• YOUR INSTRUCTIONS: Would you retype every line below without changing anything?

[Dataset entries]

● ● ● ●

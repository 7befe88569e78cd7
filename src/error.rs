use diesel::result::DatabaseErrorKind;
use std::fmt;

#[derive(Debug)]
pub enum ApiError {
    Database(diesel::result::Error),
    DatabaseConnection(String),
    Bcrypt(bcrypt::BcryptError),
    Validation(validator::ValidationErrors),
    DuplicateKey(String),
    NotFound(String),
    Unauthorized(String),
    VerificationFailed(String),
    Provider { status: u16, body: String },
    MissingAccountData,
    Transport(String),
    PartiallyProvisioned { wallet_id: i32, reason: String },
    Internal(String),
}

impl fmt::Display for ApiError {
    fn fmt(&self, f: &mut fmt::Formatter<'_>) -> fmt::Result {
        match self {
            ApiError::Database(e) => write!(f, "Database error: {}", e),
            ApiError::DatabaseConnection(e) => write!(f, "Database connection error: {}", e),
            ApiError::Bcrypt(e) => write!(f, "Password hashing error: {}", e),
            ApiError::Validation(e) => write!(f, "Validation error: {}", e),
            ApiError::DuplicateKey(e) => write!(f, "Duplicate record: {}", e),
            ApiError::NotFound(e) => write!(f, "Not found: {}", e),
            ApiError::Unauthorized(e) => write!(f, "Unauthorized: {}", e),
            ApiError::VerificationFailed(e) => write!(f, "Identity verification failed: {}", e),
            ApiError::Provider { status, body } => {
                write!(f, "Provider error (status {}): {}", status, body)
            }
            ApiError::MissingAccountData => {
                write!(f, "Provider response did not contain account details")
            }
            ApiError::Transport(e) => write!(f, "Transport error: {}", e),
            ApiError::PartiallyProvisioned { wallet_id, reason } => write!(
                f,
                "Wallet {} created but virtual account reservation failed: {}",
                wallet_id, reason
            ),
            ApiError::Internal(e) => write!(f, "Internal error: {}", e),
        }
    }
}

impl std::error::Error for ApiError {
    fn source(&self) -> Option<&(dyn std::error::Error + 'static)> {
        match self {
            ApiError::Database(e) => Some(e),
            ApiError::Bcrypt(e) => Some(e),
            ApiError::Validation(e) => Some(e),
            _ => None,
        }
    }
}

impl From<diesel::result::Error> for ApiError {
    fn from(err: diesel::result::Error) -> Self {
        match err {
            diesel::result::Error::NotFound => ApiError::NotFound("record not found".into()),
            diesel::result::Error::DatabaseError(DatabaseErrorKind::UniqueViolation, info) => {
                ApiError::DuplicateKey(info.message().to_string())
            }
            diesel::result::Error::DatabaseError(DatabaseErrorKind::ForeignKeyViolation, info) => {
                ApiError::NotFound(info.message().to_string())
            }
            other => ApiError::Database(other),
        }
    }
}

impl From<diesel::r2d2::PoolError> for ApiError {
    fn from(err: diesel::r2d2::PoolError) -> Self {
        ApiError::DatabaseConnection(err.to_string())
    }
}

impl From<bcrypt::BcryptError> for ApiError {
    fn from(err: bcrypt::BcryptError) -> Self {
        ApiError::Bcrypt(err)
    }
}

impl From<validator::ValidationErrors> for ApiError {
    fn from(err: validator::ValidationErrors) -> Self {
        ApiError::Validation(err)
    }
}

impl From<reqwest::Error> for ApiError {
    fn from(err: reqwest::Error) -> Self {
        if err.is_timeout() {
            ApiError::Transport("request to payment provider timed out".into())
        } else {
            ApiError::Transport(err.to_string())
        }
    }
}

● ● ● ●

• TASK OUTPUT:
repository 7befe88569e78cd7
filename src/error.rs
use diesel::result::DatabaseErrorKind;
use std::fmt;

#[derive(Debug)]
pub enum ApiError {
    Database(diesel::result::Error),
    DatabaseConnection(String),
    Bcrypt(bcrypt::BcryptError),
    Validation(validator::ValidationErrors),
    DuplicateKey(String),
    NotFound(String),
    Unauthorized(String),
    VerificationFailed(String),
    Provider { status: u16, body: String },
    MissingAccountData,
    Transport(String),
    PartiallyProvisioned { wallet_id: i32, reason: String },
    Internal(String),
}

impl fmt::Display for ApiError {
    fn fmt(&self, f: &mut fmt::Formatter<'_>) -> fmt::Result {
        match self {
            ApiError::Database(e) => write!(f, "Database error: {}", e),
            ApiError::DatabaseConnection(e) => write!(f, "Database connection error: {}", e),
            ApiError::Bcrypt(e) => write!(f, "Password hashing error: {}", e),
            ApiError::Validation(e) => write!(f, "Validation error: {}", e),
            ApiError::DuplicateKey(e) => write!(f, "Duplicate record: {}", e),
            ApiError::NotFound(e) => write!(f, "Not found: {}", e),
            ApiError::Unauthorized(e) => write!(f, "Unauthorized: {}", e),
            ApiError::VerificationFailed(e) => write!(f, "Identity verification failed: {}", e),
            ApiError::Provider { status, body } => {
                write!(f, "Provider error (status {}): {}", status, body)
            }
            ApiError::MissingAccountData => {
                write!(f, "Provider response did not contain account details")
            }
            ApiError::Transport(e) => write!(f, "Transport error: {}", e),
            ApiError::PartiallyProvisioned { wallet_id, reason } => write!(
                f,
                "Wallet {} created but virtual account reservation failed: {}",
                wallet_id, reason
            ),
            ApiError::Internal(e) => write!(f, "Internal error: {}", e),
        }
    }
}

impl std::error::Error for ApiError {
    fn source(&self) -> Option<&(dyn std::error::Error + 'static)> {
        match self {
            ApiError::Database(e) => Some(e),
            ApiError::Bcrypt(e) => Some(e),
            ApiError::Validation(e) => Some(e),
            _ => None,
        }
    }
}

impl From<diesel::result::Error> for ApiError {
    fn from(err: diesel::result::Error) -> Self {
        match err {
            diesel::result::Error::NotFound => ApiError::NotFound("record not found".into()),
            diesel::result::Error::DatabaseError(DatabaseErrorKind::UniqueViolation, info) => {
                ApiError::DuplicateKey(info.message().to_string())
            }
            diesel::result::Error::DatabaseError(DatabaseErrorKind::ForeignKeyViolation, info) => {
                ApiError::NotFound(info.message().to_string())
            }
            other => ApiError::Database(other),
        }
    }
}

impl From<diesel::r2d2::PoolError> for ApiError {
    fn from(err: diesel::r2d2::PoolError) -> Self {
        ApiError::DatabaseConnection(err.to_string())
    }
}

impl From<bcrypt::BcryptError> for ApiError {
    fn from(err: bcrypt::BcryptError) -> Self {
        ApiError::Bcrypt(err)
    }
}

impl From<validator::ValidationErrors> for ApiError {
    fn from(err: validator::ValidationErrors) -> Self {
        ApiError::Validation(err)
    }
}

impl From<reqwest::Error> for ApiError {
    fn from(err: reqwest::Error) -> Self {
        if err.is_timeout() {
            ApiError::Transport("request to payment provider timed out".into())
        } else {
            ApiError::Transport(err.to_string())
        }
    }
}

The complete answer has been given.